◆ TASK TO COMPLETE ◆
All of the records must come back exactly. Please repeat them in full.

Records from a collection
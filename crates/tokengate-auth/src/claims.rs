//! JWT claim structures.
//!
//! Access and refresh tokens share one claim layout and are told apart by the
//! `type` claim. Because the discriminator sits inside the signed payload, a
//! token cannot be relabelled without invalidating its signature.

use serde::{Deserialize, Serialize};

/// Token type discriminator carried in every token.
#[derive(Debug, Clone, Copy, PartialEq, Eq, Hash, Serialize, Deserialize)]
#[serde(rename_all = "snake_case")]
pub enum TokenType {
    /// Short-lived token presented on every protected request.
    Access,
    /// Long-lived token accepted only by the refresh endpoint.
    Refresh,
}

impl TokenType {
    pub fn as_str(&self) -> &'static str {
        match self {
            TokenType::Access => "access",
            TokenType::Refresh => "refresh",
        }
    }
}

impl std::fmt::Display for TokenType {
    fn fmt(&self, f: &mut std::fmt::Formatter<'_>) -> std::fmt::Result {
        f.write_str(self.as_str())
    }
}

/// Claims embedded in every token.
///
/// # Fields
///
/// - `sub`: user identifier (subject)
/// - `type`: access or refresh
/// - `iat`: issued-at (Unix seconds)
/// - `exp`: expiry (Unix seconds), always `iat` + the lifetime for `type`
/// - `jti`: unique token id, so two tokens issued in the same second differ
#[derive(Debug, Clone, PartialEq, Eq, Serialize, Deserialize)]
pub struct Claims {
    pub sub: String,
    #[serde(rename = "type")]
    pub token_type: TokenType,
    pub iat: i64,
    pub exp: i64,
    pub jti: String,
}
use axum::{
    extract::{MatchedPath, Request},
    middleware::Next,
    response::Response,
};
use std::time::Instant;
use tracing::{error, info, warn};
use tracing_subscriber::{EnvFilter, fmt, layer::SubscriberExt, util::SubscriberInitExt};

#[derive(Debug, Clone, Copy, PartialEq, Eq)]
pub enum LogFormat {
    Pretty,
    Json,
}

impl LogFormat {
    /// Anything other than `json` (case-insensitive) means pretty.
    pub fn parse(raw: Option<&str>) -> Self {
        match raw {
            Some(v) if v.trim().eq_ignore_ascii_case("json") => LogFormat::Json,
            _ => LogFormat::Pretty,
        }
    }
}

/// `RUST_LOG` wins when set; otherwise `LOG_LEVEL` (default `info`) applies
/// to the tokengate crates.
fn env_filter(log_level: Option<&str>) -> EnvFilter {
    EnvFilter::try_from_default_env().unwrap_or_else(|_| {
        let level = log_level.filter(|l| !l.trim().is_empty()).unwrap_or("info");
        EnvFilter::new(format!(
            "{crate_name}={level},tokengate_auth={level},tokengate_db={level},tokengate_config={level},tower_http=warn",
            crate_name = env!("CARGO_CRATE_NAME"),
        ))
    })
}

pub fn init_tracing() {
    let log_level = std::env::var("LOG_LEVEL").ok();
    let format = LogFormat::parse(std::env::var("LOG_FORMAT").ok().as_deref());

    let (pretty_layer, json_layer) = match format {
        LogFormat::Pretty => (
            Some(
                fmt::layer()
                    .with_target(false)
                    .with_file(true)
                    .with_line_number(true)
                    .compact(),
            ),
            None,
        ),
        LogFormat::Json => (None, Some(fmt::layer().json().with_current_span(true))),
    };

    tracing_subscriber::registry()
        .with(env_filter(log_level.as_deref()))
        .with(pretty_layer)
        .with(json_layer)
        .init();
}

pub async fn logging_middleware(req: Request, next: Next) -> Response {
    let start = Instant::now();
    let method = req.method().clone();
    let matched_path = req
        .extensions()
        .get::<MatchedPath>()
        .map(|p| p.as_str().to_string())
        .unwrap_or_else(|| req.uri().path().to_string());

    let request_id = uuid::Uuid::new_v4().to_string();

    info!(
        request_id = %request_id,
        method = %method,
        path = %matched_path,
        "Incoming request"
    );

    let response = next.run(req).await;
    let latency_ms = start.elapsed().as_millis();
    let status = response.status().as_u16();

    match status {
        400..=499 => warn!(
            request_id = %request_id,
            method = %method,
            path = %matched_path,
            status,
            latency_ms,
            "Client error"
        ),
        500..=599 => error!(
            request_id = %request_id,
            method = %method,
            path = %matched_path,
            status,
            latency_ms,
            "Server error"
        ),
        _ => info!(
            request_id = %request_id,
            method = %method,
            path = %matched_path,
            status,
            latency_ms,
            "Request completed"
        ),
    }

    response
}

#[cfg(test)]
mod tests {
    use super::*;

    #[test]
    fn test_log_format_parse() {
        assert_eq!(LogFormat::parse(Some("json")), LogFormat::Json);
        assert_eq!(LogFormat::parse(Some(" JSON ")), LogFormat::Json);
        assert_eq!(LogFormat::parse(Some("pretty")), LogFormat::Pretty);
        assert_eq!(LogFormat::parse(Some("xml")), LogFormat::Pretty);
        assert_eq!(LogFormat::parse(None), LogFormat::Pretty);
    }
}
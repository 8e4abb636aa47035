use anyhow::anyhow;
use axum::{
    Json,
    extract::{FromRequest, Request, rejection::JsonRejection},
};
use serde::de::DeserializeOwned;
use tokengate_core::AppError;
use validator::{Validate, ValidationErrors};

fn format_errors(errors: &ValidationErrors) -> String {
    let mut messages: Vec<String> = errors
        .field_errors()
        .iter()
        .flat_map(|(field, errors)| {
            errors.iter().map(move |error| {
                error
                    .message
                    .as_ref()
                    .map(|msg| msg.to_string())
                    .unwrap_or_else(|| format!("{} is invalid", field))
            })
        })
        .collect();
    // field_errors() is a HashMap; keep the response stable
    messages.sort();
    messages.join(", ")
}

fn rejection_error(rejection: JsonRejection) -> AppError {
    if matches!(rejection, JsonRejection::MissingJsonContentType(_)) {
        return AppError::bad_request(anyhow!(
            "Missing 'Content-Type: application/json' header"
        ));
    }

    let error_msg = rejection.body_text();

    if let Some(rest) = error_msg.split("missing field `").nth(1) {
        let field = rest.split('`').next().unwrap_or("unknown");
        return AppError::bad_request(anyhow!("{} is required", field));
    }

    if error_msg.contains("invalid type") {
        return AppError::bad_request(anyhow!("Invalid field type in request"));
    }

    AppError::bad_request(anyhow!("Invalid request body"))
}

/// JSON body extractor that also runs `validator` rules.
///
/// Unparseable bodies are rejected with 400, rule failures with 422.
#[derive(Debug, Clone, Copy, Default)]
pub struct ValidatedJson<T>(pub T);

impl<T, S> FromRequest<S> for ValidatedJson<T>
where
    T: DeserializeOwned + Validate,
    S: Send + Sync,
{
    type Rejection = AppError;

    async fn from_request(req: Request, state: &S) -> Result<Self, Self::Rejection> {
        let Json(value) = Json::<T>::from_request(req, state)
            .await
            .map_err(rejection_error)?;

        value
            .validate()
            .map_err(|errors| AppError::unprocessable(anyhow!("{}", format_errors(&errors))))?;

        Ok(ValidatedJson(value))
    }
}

◆ OUTPUT FOR THIS TASK ◆
filename crates/tokengate-auth/src/claims.rs
//! JWT claim structures.
//!
//! Access and refresh tokens share one claim layout and are told apart by the
//! `type` claim. Because the discriminator sits inside the signed payload, a
//! token cannot be relabelled without invalidating its signature.

use serde::{Deserialize, Serialize};

/// Token type discriminator carried in every token.
#[derive(Debug, Clone, Copy, PartialEq, Eq, Hash, Serialize, Deserialize)]
#[serde(rename_all = "snake_case")]
pub enum TokenType {
    /// Short-lived token presented on every protected request.
    Access,
    /// Long-lived token accepted only by the refresh endpoint.
    Refresh,
}

impl TokenType {
    pub fn as_str(&self) -> &'static str {
        match self {
            TokenType::Access => "access",
            TokenType::Refresh => "refresh",
        }
    }
}

impl std::fmt::Display for TokenType {
    fn fmt(&self, f: &mut std::fmt::Formatter<'_>) -> std::fmt::Result {
        f.write_str(self.as_str())
    }
}

/// Claims embedded in every token.
///
/// # Fields
///
/// - `sub`: user identifier (subject)
/// - `type`: access or refresh
/// - `iat`: issued-at (Unix seconds)
/// - `exp`: expiry (Unix seconds), always `iat` + the lifetime for `type`
/// - `jti`: unique token id, so two tokens issued in the same second differ
#[derive(Debug, Clone, PartialEq, Eq, Serialize, Deserialize)]
pub struct Claims {
    pub sub: String,
    #[serde(rename = "type")]
    pub token_type: TokenType,
    pub iat: i64,
    pub exp: i64,
    pub jti: String,
}
use axum::{
    extract::{MatchedPath, Request},
    middleware::Next,
    response::Response,
};
use std::time::Instant;
use tracing::{error, info, warn};
use tracing_subscriber::{EnvFilter, fmt, layer::SubscriberExt, util::SubscriberInitExt};

#[derive(Debug, Clone, Copy, PartialEq, Eq)]
pub enum LogFormat {
    Pretty,
    Json,
}

impl LogFormat {
    /// Anything other than `json` (case-insensitive) means pretty.
    pub fn parse(raw: Option<&str>) -> Self {
        match raw {
            Some(v) if v.trim().eq_ignore_ascii_case("json") => LogFormat::Json,
            _ => LogFormat::Pretty,
        }
    }
}

/// `RUST_LOG` wins when set; otherwise `LOG_LEVEL` (default `info`) applies
/// to the tokengate crates.
fn env_filter(log_level: Option<&str>) -> EnvFilter {
    EnvFilter::try_from_default_env().unwrap_or_else(|_| {
        let level = log_level.filter(|l| !l.trim().is_empty()).unwrap_or("info");
        EnvFilter::new(format!(
            "{crate_name}={level},tokengate_auth={level},tokengate_db={level},tokengate_config={level},tower_http=warn",
            crate_name = env!("CARGO_CRATE_NAME"),
        ))
    })
}

pub fn init_tracing() {
    let log_level = std::env::var("LOG_LEVEL").ok();
    let format = LogFormat::parse(std::env::var("LOG_FORMAT").ok().as_deref());

    let (pretty_layer, json_layer) = match format {
        LogFormat::Pretty => (
            Some(
                fmt::layer()
                    .with_target(false)
                    .with_file(true)
                    .with_line_number(true)
                    .compact(),
            ),
            None,
        ),
        LogFormat::Json => (None, Some(fmt::layer().json().with_current_span(true))),
    };

    tracing_subscriber::registry()
        .with(env_filter(log_level.as_deref()))
        .with(pretty_layer)
        .with(json_layer)
        .init();
}

pub async fn logging_middleware(req: Request, next: Next) -> Response {
    let start = Instant::now();
    let method = req.method().clone();
    let matched_path = req
        .extensions()
        .get::<MatchedPath>()
        .map(|p| p.as_str().to_string())
        .unwrap_or_else(|| req.uri().path().to_string());

    let request_id = uuid::Uuid::new_v4().to_string();

    info!(
        request_id = %request_id,
        method = %method,
        path = %matched_path,
        "Incoming request"
    );

    let response = next.run(req).await;
    let latency_ms = start.elapsed().as_millis();
    let status = response.status().as_u16();

    match status {
        400..=499 => warn!(
            request_id = %request_id,
            method = %method,
            path = %matched_path,
            status,
            latency_ms,
            "Client error"
        ),
        500..=599 => error!(
            request_id = %request_id,
            method = %method,
            path = %matched_path,
            status,
            latency_ms,
            "Server error"
        ),
        _ => info!(
            request_id = %request_id,
            method = %method,
            path = %matched_path,
            status,
            latency_ms,
            "Request completed"
        ),
    }

    response
}

#[cfg(test)]
mod tests {
    use super::*;

    #[test]
    fn test_log_format_parse() {
        assert_eq!(LogFormat::parse(Some("json")), LogFormat::Json);
        assert_eq!(LogFormat::parse(Some(" JSON ")), LogFormat::Json);
        assert_eq!(LogFormat::parse(Some("pretty")), LogFormat::Pretty);
        assert_eq!(LogFormat::parse(Some("xml")), LogFormat::Pretty);
        assert_eq!(LogFormat::parse(None), LogFormat::Pretty);
    }
}
repository 8e4abb636aa47035
use anyhow::anyhow;
use axum::{
    Json,
    extract::{FromRequest, Request, rejection::JsonRejection},
};
use serde::de::DeserializeOwned;
use tokengate_core::AppError;
use validator::{Validate, ValidationErrors};

fn format_errors(errors: &ValidationErrors) -> String {
    let mut messages: Vec<String> = errors
        .field_errors()
        .iter()
        .flat_map(|(field, errors)| {
            errors.iter().map(move |error| {
                error
                    .message
                    .as_ref()
                    .map(|msg| msg.to_string())
                    .unwrap_or_else(|| format!("{} is invalid", field))
            })
        })
        .collect();
    // field_errors() is a HashMap; keep the response stable
    messages.sort();
    messages.join(", ")
}

fn rejection_error(rejection: JsonRejection) -> AppError {
    if matches!(rejection, JsonRejection::MissingJsonContentType(_)) {
        return AppError::bad_request(anyhow!(
            "Missing 'Content-Type: application/json' header"
        ));
    }

    let error_msg = rejection.body_text();

    if let Some(rest) = error_msg.split("missing field `").nth(1) {
        let field = rest.split('`').next().unwrap_or("unknown");
        return AppError::bad_request(anyhow!("{} is required", field));
    }

    if error_msg.contains("invalid type") {
        return AppError::bad_request(anyhow!("Invalid field type in request"));
    }

    AppError::bad_request(anyhow!("Invalid request body"))
}

/// JSON body extractor that also runs `validator` rules.
///
/// Unparseable bodies are rejected with 400, rule failures with 422.
#[derive(Debug, Clone, Copy, Default)]
pub struct ValidatedJson<T>(pub T);

impl<T, S> FromRequest<S> for ValidatedJson<T>
where
    T: DeserializeOwned + Validate,
    S: Send + Sync,
{
    type Rejection = AppError;

    async fn from_request(req: Request, state: &S) -> Result<Self, Self::Rejection> {
        let Json(value) = Json::<T>::from_request(req, state)
            .await
            .map_err(rejection_error)?;

        value
            .validate()
            .map_err(|errors| AppError::unprocessable(anyhow!("{}", format_errors(&errors))))?;

        Ok(ValidatedJson(value))
    }
}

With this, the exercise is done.